::: Data in this exercise :::

use crate::cert::{
    der_thumbprint, detect_encoding, normalize, CertificateRecord, Encoding, RecordStatus,
    Thumbprint, Validator,
};
use crate::config::SyncConfig;
use crate::host::HostStoreReader;
use crate::sync::batch::SyncBatch;
use crate::sync::staging::StagingArea;
use crate::truststore::TrustStoreInstaller;
use crate::utils::errors::{CertSyncError, ResetStep, Result};
use chrono::{DateTime, Utc};
use std::fmt;
use std::path::PathBuf;

#[derive(Debug, Clone, Copy, PartialEq, Eq)]
pub enum SyncState {
    Idle,
    Extracting,
    Normalizing,
    Validating,
    Staging,
    Installing,
    Purging,
    Reinstalling,
    Refreshing,
    DryRun,
    Done,
    Aborted,
}

impl fmt::Display for SyncState {
    fn fmt(&self, f: &mut fmt::Formatter<'_>) -> fmt::Result {
        fmt::Debug::fmt(self, f)
    }
}

/// Outcome of a completed update run
#[derive(Debug, Clone)]
pub struct SyncReport {
    pub records: Vec<CertificateRecord>,
    pub installed: usize,
    pub refreshed: bool,
}

impl SyncReport {
    pub fn count(&self, status: RecordStatus) -> usize {
        self.records.iter().filter(|r| r.status == status).count()
    }
}

/// One line of a dry-run preview. `record` carries the verdict an update
/// would reach; `detected` describes the bytes as exported.
#[derive(Debug, Clone)]
pub struct DryRunEntry {
    pub record: CertificateRecord,
    pub detected: Encoding,
    pub thumbprint: Option<Thumbprint>,
    pub present: bool,
}

/// Drives extract, normalize, validate, stage and install. Only this type
/// writes the guest anchor directory, and only while `Installing`.
///
/// No lock is held on the anchor directory: concurrent invocations must be
/// serialized by the caller.
pub struct SyncOrchestrator<'a> {
    reader: &'a dyn HostStoreReader,
    installer: &'a dyn TrustStoreInstaller,
    staging_dir: PathBuf,
    now: DateTime<Utc>,
    state: SyncState,
    aborted_in: Option<SyncState>,
}

impl<'a> SyncOrchestrator<'a> {
    pub fn new(
        config: &SyncConfig,
        reader: &'a dyn HostStoreReader,
        installer: &'a dyn TrustStoreInstaller,
    ) -> Result<Self> {
        Ok(Self {
            reader,
            installer,
            staging_dir: config.staging_dir()?,
            now: Utc::now(),
            state: SyncState::Idle,
            aborted_in: None,
        })
    }

    /// Evaluate expiry against a fixed instant instead of the wall clock
    pub fn with_clock(mut self, now: DateTime<Utc>) -> Self {
        self.now = now;
        self
    }

    pub fn state(&self) -> SyncState {
        self.state
    }

    /// State the last run was in when it aborted
    pub fn aborted_in(&self) -> Option<SyncState> {
        self.aborted_in
    }

    fn begin(&mut self) {
        self.state = SyncState::Idle;
        self.aborted_in = None;
    }

    fn transition(&mut self, next: SyncState) {
        tracing::debug!("Sync state: {} -> {next}", self.state);
        self.state = next;
    }

    fn abort(&mut self, err: CertSyncError) -> CertSyncError {
        tracing::debug!("Sync aborted in {}: {err}", self.state);
        self.aborted_in = Some(self.state);
        self.state = SyncState::Aborted;
        err
    }

    fn extract(&mut self) -> Result<Vec<CertificateRecord>> {
        self.transition(SyncState::Extracting);
        let raw = self
            .reader
            .list_root_certificates()
            .map_err(|e| self.abort(e))?;
        if raw.is_empty() {
            return Err(self.abort(CertSyncError::Extraction(
                "no certificates exported".to_string(),
            )));
        }
        Ok(raw.into_iter().map(CertificateRecord::from_raw).collect())
    }

    /// Full update: extract, normalize, validate, stage, install, refresh
    pub fn update(&mut self) -> Result<SyncReport> {
        self.begin();
        let records = self.extract()?;
        tracing::info!("Extracted {} certificates", records.len());

        self.transition(SyncState::Normalizing);
        let records: Vec<_> = records.into_iter().map(normalize).collect();

        self.transition(SyncState::Validating);
        let validator = Validator::new(self.now);
        let records: Vec<_> = records.into_iter().map(|r| validator.validate(r)).collect();

        self.transition(SyncState::Staging);
        let mut batch = SyncBatch::new(records);
        let selected = batch.select_for_staging();
        let staging = StagingArea::create(&self.staging_dir).map_err(|e| self.abort(e))?;
        for index in selected.values() {
            if let Some(record) = batch.records().get(*index) {
                staging.write(record).map_err(|e| self.abort(e))?;
            }
        }
        tracing::info!("Staged {} certificates in {}", selected.len(), staging.path().display());

        self.transition(SyncState::Installing);
        let outcome = self.installer.install_trust_anchors(staging.path());
        drop(staging);
        batch.mark_installed(&outcome.installed);

        let installed = outcome.count();
        let copy_error = outcome.error;
        let mut refreshed = false;
        if installed > 0 {
            // Refresh even after a copy failure so the store reflects what landed
            if let Err(refresh_error) = self.installer.refresh_trust_store() {
                let err = match copy_error {
                    Some(copy_error) => CertSyncError::Install(format!(
                        "{}; trust store refresh also failed: {}",
                        error_reason(copy_error),
                        error_reason(refresh_error)
                    )),
                    None => refresh_error,
                };
                return Err(self.abort(err));
            }
            refreshed = true;
            tracing::info!(
                "Installed {installed} certificates into {}",
                self.installer.anchor_dir().display()
            );
        } else {
            tracing::warn!("No certificates installed; skipping trust store refresh");
        }

        if let Some(err) = copy_error {
            return Err(self.abort(err));
        }

        self.transition(SyncState::Done);
        Ok(SyncReport {
            records: batch.into_records(),
            installed,
            refreshed,
        })
    }

    /// Preview what an update would import. Records get the same verdicts an
    /// update would give them, duplicates included. Nothing is written.
    pub fn dry_run(&mut self) -> Result<Vec<DryRunEntry>> {
        self.begin();
        let records = self.extract()?;
        self.transition(SyncState::DryRun);

        let anchor_dir = self.installer.anchor_dir();
        let scanned: Vec<(Encoding, Option<Thumbprint>)> = records
            .iter()
            .map(|r| (detect_encoding(&r.raw_bytes), der_thumbprint(&r.raw_bytes)))
            .collect();

        let validator = Validator::new(self.now);
        let mut batch = SyncBatch::new(
            records
                .into_iter()
                .map(|r| validator.validate(normalize(r)))
                .collect(),
        );
        batch.select_for_staging();

        Ok(batch
            .into_records()
            .into_iter()
            .zip(scanned)
            .map(|(record, (detected, thumbprint))| {
                let present = thumbprint
                    .as_ref()
                    .is_some_and(|t| anchor_dir.join(t.file_name()).is_file());
                DryRunEntry {
                    record,
                    detected,
                    thumbprint,
                    present,
                }
            })
            .collect())
    }

    /// Purge this tool's anchors, reinstall the base package and refresh.
    /// The first failing step aborts the reset.
    pub fn reset(&mut self) -> Result<()> {
        self.begin();
        let anchor_dir = self.installer.anchor_dir().to_path_buf();

        self.transition(SyncState::Purging);
        self.installer
            .purge_trust_anchors(&anchor_dir)
            .map_err(|e| self.abort(reset_error(ResetStep::Purge, e)))?;

        self.transition(SyncState::Reinstalling);
        self.installer
            .reinstall_base_package()
            .map_err(|e| self.abort(reset_error(ResetStep::Reinstall, e)))?;

        self.transition(SyncState::Refreshing);
        self.installer
            .refresh_trust_store()
            .map_err(|e| self.abort(reset_error(ResetStep::Refresh, e)))?;

        self.transition(SyncState::Done);
        Ok(())
    }
}

/// Message of an installer error without the variant prefix
fn error_reason(err: CertSyncError) -> String {
    match err {
        CertSyncError::Install(message) | CertSyncError::Config(message) => message,
        other => other.to_string(),
    }
}

fn reset_error(step: ResetStep, err: CertSyncError) -> CertSyncError {
    CertSyncError::Reset {
        step,
        reason: error_reason(err),
    }
}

:::

• _Task_
Would you restate all of the material, word for word?

• _Finished task_
use crate::cert::{
    der_thumbprint, detect_encoding, normalize, CertificateRecord, Encoding, RecordStatus,
    Thumbprint, Validator,
};
use crate::config::SyncConfig;
use crate::host::HostStoreReader;
use crate::sync::batch::SyncBatch;
use crate::sync::staging::StagingArea;
use crate::truststore::TrustStoreInstaller;
use crate::utils::errors::{CertSyncError, ResetStep, Result};
use chrono::{DateTime, Utc};
use std::fmt;
use std::path::PathBuf;

#[derive(Debug, Clone, Copy, PartialEq, Eq)]
pub enum SyncState {
    Idle,
    Extracting,
    Normalizing,
    Validating,
    Staging,
    Installing,
    Purging,
    Reinstalling,
    Refreshing,
    DryRun,
    Done,
    Aborted,
}

impl fmt::Display for SyncState {
    fn fmt(&self, f: &mut fmt::Formatter<'_>) -> fmt::Result {
        fmt::Debug::fmt(self, f)
    }
}

/// Outcome of a completed update run
#[derive(Debug, Clone)]
pub struct SyncReport {
    pub records: Vec<CertificateRecord>,
    pub installed: usize,
    pub refreshed: bool,
}

impl SyncReport {
    pub fn count(&self, status: RecordStatus) -> usize {
        self.records.iter().filter(|r| r.status == status).count()
    }
}

/// One line of a dry-run preview. `record` carries the verdict an update
/// would reach; `detected` describes the bytes as exported.
#[derive(Debug, Clone)]
pub struct DryRunEntry {
    pub record: CertificateRecord,
    pub detected: Encoding,
    pub thumbprint: Option<Thumbprint>,
    pub present: bool,
}

/// Drives extract, normalize, validate, stage and install. Only this type
/// writes the guest anchor directory, and only while `Installing`.
///
/// No lock is held on the anchor directory: concurrent invocations must be
/// serialized by the caller.
pub struct SyncOrchestrator<'a> {
    reader: &'a dyn HostStoreReader,
    installer: &'a dyn TrustStoreInstaller,
    staging_dir: PathBuf,
    now: DateTime<Utc>,
    state: SyncState,
    aborted_in: Option<SyncState>,
}

impl<'a> SyncOrchestrator<'a> {
    pub fn new(
        config: &SyncConfig,
        reader: &'a dyn HostStoreReader,
        installer: &'a dyn TrustStoreInstaller,
    ) -> Result<Self> {
        Ok(Self {
            reader,
            installer,
            staging_dir: config.staging_dir()?,
            now: Utc::now(),
            state: SyncState::Idle,
            aborted_in: None,
        })
    }

    /// Evaluate expiry against a fixed instant instead of the wall clock
    pub fn with_clock(mut self, now: DateTime<Utc>) -> Self {
        self.now = now;
        self
    }

    pub fn state(&self) -> SyncState {
        self.state
    }

    /// State the last run was in when it aborted
    pub fn aborted_in(&self) -> Option<SyncState> {
        self.aborted_in
    }

    fn begin(&mut self) {
        self.state = SyncState::Idle;
        self.aborted_in = None;
    }

    fn transition(&mut self, next: SyncState) {
        tracing::debug!("Sync state: {} -> {next}", self.state);
        self.state = next;
    }

    fn abort(&mut self, err: CertSyncError) -> CertSyncError {
        tracing::debug!("Sync aborted in {}: {err}", self.state);
        self.aborted_in = Some(self.state);
        self.state = SyncState::Aborted;
        err
    }

    fn extract(&mut self) -> Result<Vec<CertificateRecord>> {
        self.transition(SyncState::Extracting);
        let raw = self
            .reader
            .list_root_certificates()
            .map_err(|e| self.abort(e))?;
        if raw.is_empty() {
            return Err(self.abort(CertSyncError::Extraction(
                "no certificates exported".to_string(),
            )));
        }
        Ok(raw.into_iter().map(CertificateRecord::from_raw).collect())
    }

    /// Full update: extract, normalize, validate, stage, install, refresh
    pub fn update(&mut self) -> Result<SyncReport> {
        self.begin();
        let records = self.extract()?;
        tracing::info!("Extracted {} certificates", records.len());

        self.transition(SyncState::Normalizing);
        let records: Vec<_> = records.into_iter().map(normalize).collect();

        self.transition(SyncState::Validating);
        let validator = Validator::new(self.now);
        let records: Vec<_> = records.into_iter().map(|r| validator.validate(r)).collect();

        self.transition(SyncState::Staging);
        let mut batch = SyncBatch::new(records);
        let selected = batch.select_for_staging();
        let staging = StagingArea::create(&self.staging_dir).map_err(|e| self.abort(e))?;
        for index in selected.values() {
            if let Some(record) = batch.records().get(*index) {
                staging.write(record).map_err(|e| self.abort(e))?;
            }
        }
        tracing::info!("Staged {} certificates in {}", selected.len(), staging.path().display());

        self.transition(SyncState::Installing);
        let outcome = self.installer.install_trust_anchors(staging.path());
        drop(staging);
        batch.mark_installed(&outcome.installed);

        let installed = outcome.count();
        let copy_error = outcome.error;
        let mut refreshed = false;
        if installed > 0 {
            // Refresh even after a copy failure so the store reflects what landed
            if let Err(refresh_error) = self.installer.refresh_trust_store() {
                let err = match copy_error {
                    Some(copy_error) => CertSyncError::Install(format!(
                        "{}; trust store refresh also failed: {}",
                        error_reason(copy_error),
                        error_reason(refresh_error)
                    )),
                    None => refresh_error,
                };
                return Err(self.abort(err));
            }
            refreshed = true;
            tracing::info!(
                "Installed {installed} certificates into {}",
                self.installer.anchor_dir().display()
            );
        } else {
            tracing::warn!("No certificates installed; skipping trust store refresh");
        }

        if let Some(err) = copy_error {
            return Err(self.abort(err));
        }

        self.transition(SyncState::Done);
        Ok(SyncReport {
            records: batch.into_records(),
            installed,
            refreshed,
        })
    }

    /// Preview what an update would import. Records get the same verdicts an
    /// update would give them, duplicates included. Nothing is written.
    pub fn dry_run(&mut self) -> Result<Vec<DryRunEntry>> {
        self.begin();
        let records = self.extract()?;
        self.transition(SyncState::DryRun);

        let anchor_dir = self.installer.anchor_dir();
        let scanned: Vec<(Encoding, Option<Thumbprint>)> = records
            .iter()
            .map(|r| (detect_encoding(&r.raw_bytes), der_thumbprint(&r.raw_bytes)))
            .collect();

        let validator = Validator::new(self.now);
        let mut batch = SyncBatch::new(
            records
                .into_iter()
                .map(|r| validator.validate(normalize(r)))
                .collect(),
        );
        batch.select_for_staging();

        Ok(batch
            .into_records()
            .into_iter()
            .zip(scanned)
            .map(|(record, (detected, thumbprint))| {
                let present = thumbprint
                    .as_ref()
                    .is_some_and(|t| anchor_dir.join(t.file_name()).is_file());
                DryRunEntry {
                    record,
                    detected,
                    thumbprint,
                    present,
                }
            })
            .collect())
    }

    /// Purge this tool's anchors, reinstall the base package and refresh.
    /// The first failing step aborts the reset.
    pub fn reset(&mut self) -> Result<()> {
        self.begin();
        let anchor_dir = self.installer.anchor_dir().to_path_buf();

        self.transition(SyncState::Purging);
        self.installer
            .purge_trust_anchors(&anchor_dir)
            .map_err(|e| self.abort(reset_error(ResetStep::Purge, e)))?;

        self.transition(SyncState::Reinstalling);
        self.installer
            .reinstall_base_package()
            .map_err(|e| self.abort(reset_error(ResetStep::Reinstall, e)))?;

        self.transition(SyncState::Refreshing);
        self.installer
            .refresh_trust_store()
            .map_err(|e| self.abort(reset_error(ResetStep::Refresh, e)))?;

        self.transition(SyncState::Done);
        Ok(())
    }
}

/// Message of an installer error without the variant prefix
fn error_reason(err: CertSyncError) -> String {
    match err {
        CertSyncError::Install(message) | CertSyncError::Config(message) => message,
        other => other.to_string(),
    }
}

fn reset_error(step: ResetStep, err: CertSyncError) -> CertSyncError {
    CertSyncError::Reset {
        step,
        reason: error_reason(err),
    }
}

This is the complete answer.